Abstract

While digital goods industries such as entertainment, software, and publishing are growing at a rapid pace, traditional supply chain contract models have failed to evolve with the new digital economy. To illustrate, the agency model utilized by the e-book publishing industry has recently received much negative attention brought by the U.S. Department of Justice’s lawsuit against Apple, Inc. The emerging agency model in the e-book industry works as follows: the publisher sets the price of the digital goods and the retailers who serve as agents retain a percentage of the revenue associated with the consumer purchase. The regulators claim that the agency model is hurting this industry as well as the consumer’s welfare because e-book prices have increased after the introduction of agency model. We investigate the strategic impact of the agency model by studying a digital goods supply chain with one supplier and two competing retailers. In comparison to the benchmark wholesale model, we find that the agency model can coordinate the competing retailers by dividing the coordinated profits in a pre-negotiated revenue sharing proportion.
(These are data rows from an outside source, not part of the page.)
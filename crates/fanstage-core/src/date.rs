//! Lenient parsing for letter timestamps
//!
//! Letters arrive with whatever date strings the presentation layer stored.
//! Parsing never fails loudly: a string that matches none of the accepted
//! forms yields `None`, which sorting treats as the oldest possible value and
//! date filters treat as "no usable date".

use time::format_description::well_known::Rfc3339;
use time::macros::format_description;
use time::{Date, OffsetDateTime, PrimitiveDateTime};

use crate::{CoreError, Result};

/// Parse a letter timestamp.
///
/// Accepts RFC 3339 (`2024-01-15T09:30:00Z`), a local date-time without an
/// offset (`2024-01-15T09:30:00`, assumed UTC) and the plain date forms
/// accepted by [`parse_date`] (midnight UTC).
pub fn parse_timestamp(raw: &str) -> Option<OffsetDateTime> {
    let raw = raw.trim();
    if raw.is_empty() {
        return None;
    }

    if let Ok(ts) = OffsetDateTime::parse(raw, &Rfc3339) {
        return Some(ts);
    }

    if let Ok(local) = PrimitiveDateTime::parse(
        raw,
        format_description!("[year]-[month]-[day]T[hour]:[minute]:[second]"),
    ) {
        return Some(local.assume_utc());
    }

    parse_date(raw).map(|date| date.midnight().assume_utc())
}

/// Parse a calendar date in `YYYY-MM-DD` or the display form `YYYY.MM.DD`.
pub fn parse_date(raw: &str) -> Option<Date> {
    let raw = raw.trim();
    Date::parse(raw, format_description!("[year]-[month]-[day]"))
        .or_else(|_| Date::parse(raw, format_description!("[year].[month].[day]")))
        .ok()
}

/// Strict variant of [`parse_date`] for user input such as filter bounds.
pub fn parse_filter_date(raw: &str) -> Result<Date> {
    parse_date(raw).ok_or_else(|| CoreError::InvalidDate(raw.to_string()))
}

#[cfg(test)]
mod tests {
    use super::*;
    use time::macros::{date, datetime};

    #[test]
    fn test_parse_rfc3339() {
        assert_eq!(
            parse_timestamp("2024-01-15T09:30:00+09:00"),
            Some(datetime!(2024-01-15 00:30:00 UTC))
        );
    }

    #[test]
    fn test_parse_local_datetime_assumes_utc() {
        assert_eq!(
            parse_timestamp("2024-01-15T09:30:00"),
            Some(datetime!(2024-01-15 09:30:00 UTC))
        );
    }

    #[test]
    fn test_parse_plain_dates() {
        assert_eq!(
            parse_timestamp("2024-01-15"),
            Some(datetime!(2024-01-15 00:00:00 UTC))
        );
        assert_eq!(parse_date("2024.01.15"), Some(date!(2024 - 01 - 15)));
        assert_eq!(parse_date(" 2024-01-15 "), Some(date!(2024 - 01 - 15)));
    }

    #[test]
    fn test_unparsable_dates() {
        assert_eq!(parse_timestamp(""), None);
        assert_eq!(parse_timestamp("yesterday"), None);
        assert_eq!(parse_timestamp("2024-13-45"), None);
        assert!(matches!(
            parse_filter_date("15/01/2024"),
            Err(CoreError::InvalidDate(_))
        ));
    }
}
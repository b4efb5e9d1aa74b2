//! Inbox query types: sort options and filter criteria

use std::fmt;
use std::str::FromStr;

use serde::{Deserialize, Serialize};
use time::Date;

use crate::CoreError;

time::serde::format_description!(iso_date, Date, "[year]-[month]-[day]");

/// Ordering requested by the inbox view
#[derive(Debug, Clone, Copy, PartialEq, Eq, Hash, Serialize, Deserialize)]
#[serde(rename_all = "kebab-case")]
pub enum SortOption {
    DateDesc,
    DateAsc,
    TracksDesc,
    TracksAsc,
    PlaysDesc,
    PlaysAsc,
}

impl SortOption {
    pub const ALL: [SortOption; 6] = [
        SortOption::DateDesc,
        SortOption::DateAsc,
        SortOption::TracksDesc,
        SortOption::TracksAsc,
        SortOption::PlaysDesc,
        SortOption::PlaysAsc,
    ];

    pub fn as_str(&self) -> &'static str {
        match self {
            SortOption::DateDesc => "date-desc",
            SortOption::DateAsc => "date-asc",
            SortOption::TracksDesc => "tracks-desc",
            SortOption::TracksAsc => "tracks-asc",
            SortOption::PlaysDesc => "plays-desc",
            SortOption::PlaysAsc => "plays-asc",
        }
    }
}

impl FromStr for SortOption {
    type Err = CoreError;

    fn from_str(s: &str) -> Result<Self, Self::Err> {
        SortOption::ALL
            .into_iter()
            .find(|option| option.as_str() == s)
            .ok_or_else(|| CoreError::InvalidSortOption(s.to_string()))
    }
}

impl fmt::Display for SortOption {
    fn fmt(&self, f: &mut fmt::Formatter<'_>) -> fmt::Result {
        f.write_str(self.as_str())
    }
}

/// Inbox filter. Every field is optional and present fields combine with AND.
#[derive(Debug, Clone, Default, PartialEq, Eq, Serialize, Deserialize)]
#[serde(rename_all = "camelCase")]
pub struct FilterCriteria {
    #[serde(default, skip_serializing_if = "Option::is_none")]
    pub name: Option<String>,
    #[serde(default, skip_serializing_if = "Option::is_none")]
    pub track_title: Option<String>,
    #[serde(default, with = "iso_date::option", skip_serializing_if = "Option::is_none")]
    pub date_from: Option<Date>,
    #[serde(default, with = "iso_date::option", skip_serializing_if = "Option::is_none")]
    pub date_to: Option<Date>,
}

impl FilterCriteria {
    pub fn new() -> Self {
        Self::default()
    }

    pub fn with_name(mut self, name: impl Into<String>) -> Self {
        self.name = Some(name.into());
        self
    }

    pub fn with_track_title(mut self, title: impl Into<String>) -> Self {
        self.track_title = Some(title.into());
        self
    }

    pub fn with_date_from(mut self, date: Date) -> Self {
        self.date_from = Some(date);
        self
    }

    pub fn with_date_to(mut self, date: Date) -> Self {
        self.date_to = Some(date);
        self
    }

    /// Name query, trimmed; blank input counts as absent
    pub fn name_query(&self) -> Option<&str> {
        non_blank(self.name.as_deref())
    }

    /// Track title query, trimmed; blank input counts as absent
    pub fn track_title_query(&self) -> Option<&str> {
        non_blank(self.track_title.as_deref())
    }

    pub fn has_date_bounds(&self) -> bool {
        self.date_from.is_some() || self.date_to.is_some()
    }

    /// True when no criterion constrains the collection
    pub fn is_empty(&self) -> bool {
        self.name_query().is_none() && self.track_title_query().is_none() && !self.has_date_bounds()
    }
}

fn non_blank(value: Option<&str>) -> Option<&str> {
    value.map(str::trim).filter(|v| !v.is_empty())
}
Further, we also identify the Pareto improving region whereby both supplier and retailers prefer the agency model to the wholesale model and earn a higher profit as compared to the wholesale model. Thus, contrary to current press presaging the negative impact of the agency model on the e-books industry, we find the agency model to be superior to traditional wholesale contracts for publishers, retailers and consumers in this digital goods industry.